Aim of the exercise -> Scan the records below for the string "Money" and return every line where it appears.
---------- Dataset excerpts
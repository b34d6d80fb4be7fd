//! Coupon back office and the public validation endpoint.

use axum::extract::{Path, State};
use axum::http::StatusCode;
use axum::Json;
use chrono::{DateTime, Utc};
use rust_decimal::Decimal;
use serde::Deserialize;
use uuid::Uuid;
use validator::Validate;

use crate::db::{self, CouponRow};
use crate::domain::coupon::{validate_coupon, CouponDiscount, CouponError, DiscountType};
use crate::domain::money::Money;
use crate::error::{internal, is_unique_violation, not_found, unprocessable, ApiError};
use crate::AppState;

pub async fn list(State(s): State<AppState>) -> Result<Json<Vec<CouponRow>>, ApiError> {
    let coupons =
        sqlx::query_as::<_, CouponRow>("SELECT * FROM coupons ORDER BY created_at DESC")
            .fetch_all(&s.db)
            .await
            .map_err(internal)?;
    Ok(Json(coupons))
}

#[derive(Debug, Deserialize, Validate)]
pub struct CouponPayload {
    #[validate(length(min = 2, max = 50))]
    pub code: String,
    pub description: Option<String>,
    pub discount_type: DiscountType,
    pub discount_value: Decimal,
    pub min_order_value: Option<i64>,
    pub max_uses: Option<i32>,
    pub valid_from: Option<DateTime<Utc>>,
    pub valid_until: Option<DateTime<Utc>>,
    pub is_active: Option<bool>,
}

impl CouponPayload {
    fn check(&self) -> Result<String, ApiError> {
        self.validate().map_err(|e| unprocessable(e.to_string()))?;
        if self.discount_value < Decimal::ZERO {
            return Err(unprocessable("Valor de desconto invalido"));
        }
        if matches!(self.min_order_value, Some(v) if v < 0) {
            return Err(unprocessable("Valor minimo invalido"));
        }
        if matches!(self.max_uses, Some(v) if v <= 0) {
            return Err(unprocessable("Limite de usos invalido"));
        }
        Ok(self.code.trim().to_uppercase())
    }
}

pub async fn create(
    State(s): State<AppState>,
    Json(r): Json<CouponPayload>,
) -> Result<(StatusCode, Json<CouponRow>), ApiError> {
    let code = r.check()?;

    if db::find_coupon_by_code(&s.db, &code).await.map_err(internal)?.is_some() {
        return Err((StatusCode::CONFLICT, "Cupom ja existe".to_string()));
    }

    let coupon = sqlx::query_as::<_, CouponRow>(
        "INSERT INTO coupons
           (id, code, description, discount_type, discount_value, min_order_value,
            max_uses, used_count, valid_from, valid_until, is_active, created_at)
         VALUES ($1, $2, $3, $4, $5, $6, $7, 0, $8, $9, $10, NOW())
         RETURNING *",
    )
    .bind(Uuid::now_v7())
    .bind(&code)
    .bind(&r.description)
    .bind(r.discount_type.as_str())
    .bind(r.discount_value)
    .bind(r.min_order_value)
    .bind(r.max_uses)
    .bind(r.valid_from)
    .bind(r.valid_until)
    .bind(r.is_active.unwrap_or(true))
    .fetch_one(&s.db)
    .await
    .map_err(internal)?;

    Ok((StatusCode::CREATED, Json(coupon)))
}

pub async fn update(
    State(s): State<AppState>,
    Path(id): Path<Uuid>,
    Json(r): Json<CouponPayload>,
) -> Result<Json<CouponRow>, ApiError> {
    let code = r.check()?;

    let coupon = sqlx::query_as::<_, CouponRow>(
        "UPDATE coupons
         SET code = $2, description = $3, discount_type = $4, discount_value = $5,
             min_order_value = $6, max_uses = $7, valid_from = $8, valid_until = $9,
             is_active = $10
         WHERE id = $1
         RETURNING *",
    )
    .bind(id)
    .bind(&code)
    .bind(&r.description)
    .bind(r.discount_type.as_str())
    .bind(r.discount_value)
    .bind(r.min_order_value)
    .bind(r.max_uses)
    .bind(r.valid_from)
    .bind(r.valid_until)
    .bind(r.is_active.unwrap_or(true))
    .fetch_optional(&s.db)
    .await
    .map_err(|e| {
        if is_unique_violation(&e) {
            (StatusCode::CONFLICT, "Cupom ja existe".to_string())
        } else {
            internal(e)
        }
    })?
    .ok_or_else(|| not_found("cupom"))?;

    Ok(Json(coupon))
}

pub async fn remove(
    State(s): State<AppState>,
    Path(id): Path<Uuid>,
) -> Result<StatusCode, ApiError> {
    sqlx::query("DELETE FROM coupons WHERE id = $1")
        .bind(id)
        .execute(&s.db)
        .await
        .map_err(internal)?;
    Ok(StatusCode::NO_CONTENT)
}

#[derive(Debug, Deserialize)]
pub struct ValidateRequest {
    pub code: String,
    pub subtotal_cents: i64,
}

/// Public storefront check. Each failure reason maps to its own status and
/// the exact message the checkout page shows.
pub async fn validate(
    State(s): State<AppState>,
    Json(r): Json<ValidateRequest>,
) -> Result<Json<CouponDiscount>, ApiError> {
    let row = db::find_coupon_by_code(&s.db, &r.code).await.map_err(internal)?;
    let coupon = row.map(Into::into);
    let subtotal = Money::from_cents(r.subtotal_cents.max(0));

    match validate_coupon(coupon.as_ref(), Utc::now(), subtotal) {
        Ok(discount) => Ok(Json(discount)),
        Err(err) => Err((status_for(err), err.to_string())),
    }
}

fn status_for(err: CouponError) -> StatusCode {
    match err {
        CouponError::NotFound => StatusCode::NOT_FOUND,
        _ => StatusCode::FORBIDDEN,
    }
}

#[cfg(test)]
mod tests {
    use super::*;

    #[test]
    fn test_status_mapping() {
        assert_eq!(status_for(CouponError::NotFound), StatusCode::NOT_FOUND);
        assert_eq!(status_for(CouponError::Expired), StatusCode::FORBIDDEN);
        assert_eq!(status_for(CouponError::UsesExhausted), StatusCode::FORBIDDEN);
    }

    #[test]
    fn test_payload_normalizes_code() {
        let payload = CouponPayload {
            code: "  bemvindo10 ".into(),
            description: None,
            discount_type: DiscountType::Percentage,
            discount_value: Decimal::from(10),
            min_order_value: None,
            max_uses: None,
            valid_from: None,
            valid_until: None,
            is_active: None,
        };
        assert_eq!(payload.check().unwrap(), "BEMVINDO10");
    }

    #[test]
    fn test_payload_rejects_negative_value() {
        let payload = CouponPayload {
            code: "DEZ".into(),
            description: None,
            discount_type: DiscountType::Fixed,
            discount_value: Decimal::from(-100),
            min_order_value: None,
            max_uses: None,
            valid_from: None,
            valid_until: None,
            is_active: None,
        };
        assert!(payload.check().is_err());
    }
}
--------------------
---------- Dataset excerpts
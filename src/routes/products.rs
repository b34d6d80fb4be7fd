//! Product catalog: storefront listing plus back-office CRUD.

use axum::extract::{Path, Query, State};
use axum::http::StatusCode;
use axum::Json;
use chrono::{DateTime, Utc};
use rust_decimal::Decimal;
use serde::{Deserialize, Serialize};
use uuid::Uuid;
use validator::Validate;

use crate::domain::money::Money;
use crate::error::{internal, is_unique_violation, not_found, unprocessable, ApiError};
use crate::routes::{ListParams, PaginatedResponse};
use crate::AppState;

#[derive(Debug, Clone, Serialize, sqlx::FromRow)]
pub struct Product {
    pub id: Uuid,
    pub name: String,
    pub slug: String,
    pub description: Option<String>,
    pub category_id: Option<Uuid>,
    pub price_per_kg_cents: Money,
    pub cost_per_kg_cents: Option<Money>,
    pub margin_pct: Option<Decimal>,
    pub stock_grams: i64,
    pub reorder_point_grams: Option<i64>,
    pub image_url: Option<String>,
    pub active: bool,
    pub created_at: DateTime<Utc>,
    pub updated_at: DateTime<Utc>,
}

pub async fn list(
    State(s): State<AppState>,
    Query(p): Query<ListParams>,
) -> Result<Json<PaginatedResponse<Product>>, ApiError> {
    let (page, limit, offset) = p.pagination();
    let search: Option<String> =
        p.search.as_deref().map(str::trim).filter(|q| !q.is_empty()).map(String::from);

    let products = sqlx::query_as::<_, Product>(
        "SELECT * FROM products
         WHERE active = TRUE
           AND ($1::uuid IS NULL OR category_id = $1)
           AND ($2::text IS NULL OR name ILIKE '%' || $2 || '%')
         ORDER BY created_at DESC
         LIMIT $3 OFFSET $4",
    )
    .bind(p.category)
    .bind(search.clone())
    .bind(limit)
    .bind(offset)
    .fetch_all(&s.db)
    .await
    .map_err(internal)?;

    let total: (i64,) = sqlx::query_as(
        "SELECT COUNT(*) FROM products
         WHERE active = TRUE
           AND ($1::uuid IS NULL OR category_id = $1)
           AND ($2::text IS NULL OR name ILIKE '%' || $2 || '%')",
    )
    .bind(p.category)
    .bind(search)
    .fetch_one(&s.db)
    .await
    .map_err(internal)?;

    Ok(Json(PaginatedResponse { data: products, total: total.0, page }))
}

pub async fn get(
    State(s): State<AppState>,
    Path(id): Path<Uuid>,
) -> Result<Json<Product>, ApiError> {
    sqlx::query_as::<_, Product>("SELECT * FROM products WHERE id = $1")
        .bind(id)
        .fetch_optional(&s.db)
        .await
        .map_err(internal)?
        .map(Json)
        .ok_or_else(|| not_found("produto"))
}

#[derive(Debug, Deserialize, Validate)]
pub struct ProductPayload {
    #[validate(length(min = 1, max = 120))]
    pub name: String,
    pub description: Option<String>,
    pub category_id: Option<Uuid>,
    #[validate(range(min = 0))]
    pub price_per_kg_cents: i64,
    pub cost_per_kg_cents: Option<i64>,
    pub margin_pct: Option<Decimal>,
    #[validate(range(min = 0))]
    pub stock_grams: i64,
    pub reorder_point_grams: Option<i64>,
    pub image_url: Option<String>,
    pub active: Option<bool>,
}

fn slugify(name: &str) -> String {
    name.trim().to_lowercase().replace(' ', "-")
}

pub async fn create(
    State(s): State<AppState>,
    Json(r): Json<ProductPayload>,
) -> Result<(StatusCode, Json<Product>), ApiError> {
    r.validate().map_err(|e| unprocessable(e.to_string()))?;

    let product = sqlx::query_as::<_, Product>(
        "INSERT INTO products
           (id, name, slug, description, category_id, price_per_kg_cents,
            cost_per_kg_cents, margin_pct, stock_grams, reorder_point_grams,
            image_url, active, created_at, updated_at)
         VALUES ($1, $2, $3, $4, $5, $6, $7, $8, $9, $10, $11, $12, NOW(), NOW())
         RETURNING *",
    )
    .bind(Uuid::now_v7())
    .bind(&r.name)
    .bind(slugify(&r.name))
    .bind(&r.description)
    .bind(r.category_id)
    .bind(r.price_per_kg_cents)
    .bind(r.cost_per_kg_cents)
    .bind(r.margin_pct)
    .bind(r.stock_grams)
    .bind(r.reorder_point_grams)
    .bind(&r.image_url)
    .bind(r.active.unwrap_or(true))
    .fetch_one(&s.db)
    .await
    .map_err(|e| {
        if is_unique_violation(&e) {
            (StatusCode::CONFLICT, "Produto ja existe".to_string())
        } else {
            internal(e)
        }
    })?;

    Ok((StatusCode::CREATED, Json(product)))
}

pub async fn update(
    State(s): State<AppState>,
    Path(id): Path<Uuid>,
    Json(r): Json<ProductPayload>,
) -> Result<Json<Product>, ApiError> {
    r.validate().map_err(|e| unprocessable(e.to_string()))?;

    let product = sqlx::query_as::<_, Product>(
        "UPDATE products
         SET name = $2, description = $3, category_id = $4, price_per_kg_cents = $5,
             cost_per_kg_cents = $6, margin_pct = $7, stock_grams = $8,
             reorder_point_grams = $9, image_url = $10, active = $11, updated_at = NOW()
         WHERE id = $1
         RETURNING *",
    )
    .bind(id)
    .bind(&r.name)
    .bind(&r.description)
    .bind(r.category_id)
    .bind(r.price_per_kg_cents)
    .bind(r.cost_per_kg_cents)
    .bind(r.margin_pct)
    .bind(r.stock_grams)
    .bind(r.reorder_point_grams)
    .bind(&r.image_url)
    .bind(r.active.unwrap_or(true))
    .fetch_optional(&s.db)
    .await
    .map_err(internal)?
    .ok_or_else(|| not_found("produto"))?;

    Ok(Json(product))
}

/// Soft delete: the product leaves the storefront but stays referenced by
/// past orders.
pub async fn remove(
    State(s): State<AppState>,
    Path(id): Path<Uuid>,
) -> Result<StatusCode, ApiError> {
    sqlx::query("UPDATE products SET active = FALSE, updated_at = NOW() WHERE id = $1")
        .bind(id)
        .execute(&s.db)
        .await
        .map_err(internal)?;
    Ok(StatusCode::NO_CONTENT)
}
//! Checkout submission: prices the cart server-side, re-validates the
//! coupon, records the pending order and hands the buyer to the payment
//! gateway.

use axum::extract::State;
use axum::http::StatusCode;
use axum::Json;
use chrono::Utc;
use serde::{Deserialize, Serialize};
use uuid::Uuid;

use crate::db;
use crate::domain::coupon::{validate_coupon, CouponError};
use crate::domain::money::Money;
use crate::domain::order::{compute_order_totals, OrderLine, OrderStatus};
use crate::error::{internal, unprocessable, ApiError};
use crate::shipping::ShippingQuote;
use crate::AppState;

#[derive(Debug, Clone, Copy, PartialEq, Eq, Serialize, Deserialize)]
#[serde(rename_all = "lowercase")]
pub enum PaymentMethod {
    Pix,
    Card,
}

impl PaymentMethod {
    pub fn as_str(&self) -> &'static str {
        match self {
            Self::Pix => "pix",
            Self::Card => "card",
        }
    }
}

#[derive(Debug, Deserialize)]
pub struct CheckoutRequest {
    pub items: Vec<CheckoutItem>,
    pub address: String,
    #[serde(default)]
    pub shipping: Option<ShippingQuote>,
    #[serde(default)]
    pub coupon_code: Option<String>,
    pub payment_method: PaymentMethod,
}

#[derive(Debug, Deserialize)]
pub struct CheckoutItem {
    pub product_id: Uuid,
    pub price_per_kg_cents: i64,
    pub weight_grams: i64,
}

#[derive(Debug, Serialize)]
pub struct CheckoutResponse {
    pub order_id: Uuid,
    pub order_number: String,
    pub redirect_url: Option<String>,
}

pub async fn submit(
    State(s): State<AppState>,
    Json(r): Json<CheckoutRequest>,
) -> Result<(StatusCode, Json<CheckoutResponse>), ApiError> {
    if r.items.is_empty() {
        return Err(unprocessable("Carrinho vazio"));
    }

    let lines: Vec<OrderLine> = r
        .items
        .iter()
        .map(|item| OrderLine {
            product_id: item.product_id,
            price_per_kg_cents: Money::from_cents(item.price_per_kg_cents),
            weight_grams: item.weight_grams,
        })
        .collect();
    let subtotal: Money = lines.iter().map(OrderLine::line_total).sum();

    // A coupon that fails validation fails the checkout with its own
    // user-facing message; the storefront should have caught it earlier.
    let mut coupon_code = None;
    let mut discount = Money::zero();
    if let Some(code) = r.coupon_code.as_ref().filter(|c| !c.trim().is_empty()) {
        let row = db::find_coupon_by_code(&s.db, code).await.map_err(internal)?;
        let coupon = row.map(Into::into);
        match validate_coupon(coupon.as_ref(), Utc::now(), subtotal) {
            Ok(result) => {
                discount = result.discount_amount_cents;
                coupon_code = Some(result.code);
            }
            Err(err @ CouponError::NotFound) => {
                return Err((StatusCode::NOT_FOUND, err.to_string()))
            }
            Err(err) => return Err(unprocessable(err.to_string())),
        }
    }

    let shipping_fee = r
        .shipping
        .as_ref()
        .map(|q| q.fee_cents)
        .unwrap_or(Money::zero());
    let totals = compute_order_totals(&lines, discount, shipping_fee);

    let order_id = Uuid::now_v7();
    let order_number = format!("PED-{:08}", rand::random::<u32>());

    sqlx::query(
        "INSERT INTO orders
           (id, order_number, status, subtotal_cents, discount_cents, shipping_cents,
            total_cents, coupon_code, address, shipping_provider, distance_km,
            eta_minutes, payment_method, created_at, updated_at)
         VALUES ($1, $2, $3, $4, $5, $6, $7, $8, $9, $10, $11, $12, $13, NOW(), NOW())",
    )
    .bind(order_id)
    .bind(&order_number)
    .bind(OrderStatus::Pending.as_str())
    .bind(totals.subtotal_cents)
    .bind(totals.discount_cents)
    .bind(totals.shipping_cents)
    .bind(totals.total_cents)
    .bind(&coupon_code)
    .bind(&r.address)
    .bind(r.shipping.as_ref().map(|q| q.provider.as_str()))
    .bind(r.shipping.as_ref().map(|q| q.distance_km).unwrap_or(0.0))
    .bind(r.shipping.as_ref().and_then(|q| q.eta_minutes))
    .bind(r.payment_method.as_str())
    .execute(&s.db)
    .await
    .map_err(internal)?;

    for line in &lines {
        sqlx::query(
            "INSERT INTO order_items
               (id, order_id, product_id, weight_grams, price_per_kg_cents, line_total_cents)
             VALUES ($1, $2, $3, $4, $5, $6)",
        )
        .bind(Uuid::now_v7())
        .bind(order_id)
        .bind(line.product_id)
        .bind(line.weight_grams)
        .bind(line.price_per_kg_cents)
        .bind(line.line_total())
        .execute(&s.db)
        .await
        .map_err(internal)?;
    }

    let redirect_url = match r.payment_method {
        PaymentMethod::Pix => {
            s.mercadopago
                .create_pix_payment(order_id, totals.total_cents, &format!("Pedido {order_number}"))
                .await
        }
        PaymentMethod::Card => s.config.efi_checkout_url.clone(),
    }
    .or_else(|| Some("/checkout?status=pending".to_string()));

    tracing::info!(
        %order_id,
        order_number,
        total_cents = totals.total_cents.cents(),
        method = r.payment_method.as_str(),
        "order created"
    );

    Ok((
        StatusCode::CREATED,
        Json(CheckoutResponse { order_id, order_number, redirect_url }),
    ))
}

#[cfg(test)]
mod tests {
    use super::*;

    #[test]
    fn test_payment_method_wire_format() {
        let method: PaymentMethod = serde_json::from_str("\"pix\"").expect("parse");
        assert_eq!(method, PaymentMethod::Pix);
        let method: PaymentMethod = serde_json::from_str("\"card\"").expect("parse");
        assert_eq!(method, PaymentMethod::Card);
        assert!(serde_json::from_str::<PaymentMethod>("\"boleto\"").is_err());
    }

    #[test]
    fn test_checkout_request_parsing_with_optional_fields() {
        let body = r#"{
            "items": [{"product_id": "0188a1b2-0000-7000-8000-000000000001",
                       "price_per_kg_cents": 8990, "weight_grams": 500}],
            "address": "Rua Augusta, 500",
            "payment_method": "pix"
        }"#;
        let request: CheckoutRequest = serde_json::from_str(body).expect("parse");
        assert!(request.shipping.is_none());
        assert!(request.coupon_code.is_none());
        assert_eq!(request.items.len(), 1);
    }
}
--------------------
---------- Dataset excerpts
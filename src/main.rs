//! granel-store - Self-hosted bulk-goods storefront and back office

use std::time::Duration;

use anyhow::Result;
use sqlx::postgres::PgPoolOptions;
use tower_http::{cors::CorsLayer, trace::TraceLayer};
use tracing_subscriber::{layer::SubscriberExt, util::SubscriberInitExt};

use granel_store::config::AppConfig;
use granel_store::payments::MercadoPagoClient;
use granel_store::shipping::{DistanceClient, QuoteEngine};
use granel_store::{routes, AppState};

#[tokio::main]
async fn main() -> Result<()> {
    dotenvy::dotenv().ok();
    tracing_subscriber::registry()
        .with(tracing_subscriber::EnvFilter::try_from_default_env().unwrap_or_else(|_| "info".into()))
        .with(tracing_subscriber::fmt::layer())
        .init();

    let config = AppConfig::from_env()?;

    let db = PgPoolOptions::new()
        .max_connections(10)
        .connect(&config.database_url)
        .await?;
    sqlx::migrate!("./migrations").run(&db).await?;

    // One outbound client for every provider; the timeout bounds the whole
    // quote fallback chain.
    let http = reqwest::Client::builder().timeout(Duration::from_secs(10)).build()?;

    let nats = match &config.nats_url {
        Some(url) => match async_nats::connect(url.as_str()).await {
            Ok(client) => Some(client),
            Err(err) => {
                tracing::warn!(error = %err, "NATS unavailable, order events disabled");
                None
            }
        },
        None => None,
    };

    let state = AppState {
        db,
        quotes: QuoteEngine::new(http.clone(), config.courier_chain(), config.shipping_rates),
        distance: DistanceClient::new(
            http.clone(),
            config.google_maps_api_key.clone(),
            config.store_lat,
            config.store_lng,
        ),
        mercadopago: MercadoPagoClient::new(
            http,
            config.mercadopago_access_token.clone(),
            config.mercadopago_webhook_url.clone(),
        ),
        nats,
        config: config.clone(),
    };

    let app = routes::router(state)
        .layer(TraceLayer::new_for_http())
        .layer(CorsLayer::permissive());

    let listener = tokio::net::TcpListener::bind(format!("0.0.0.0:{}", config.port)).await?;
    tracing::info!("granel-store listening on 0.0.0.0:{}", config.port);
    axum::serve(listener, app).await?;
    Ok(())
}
--------------------
Answer for the task ->
use crate::domain::money::Money;
    let subtotal = Money::from_cents(r.subtotal_cents.max(0));
use crate::domain::money::Money;
    pub price_per_kg_cents: Money,
    pub cost_per_kg_cents: Option<Money>,
use crate::domain::money::Money;
            price_per_kg_cents: Money::from_cents(item.price_per_kg_cents),
    let subtotal: Money = lines.iter().map(OrderLine::line_total).sum();
    let mut discount = Money::zero();
        .unwrap_or(Money::zero());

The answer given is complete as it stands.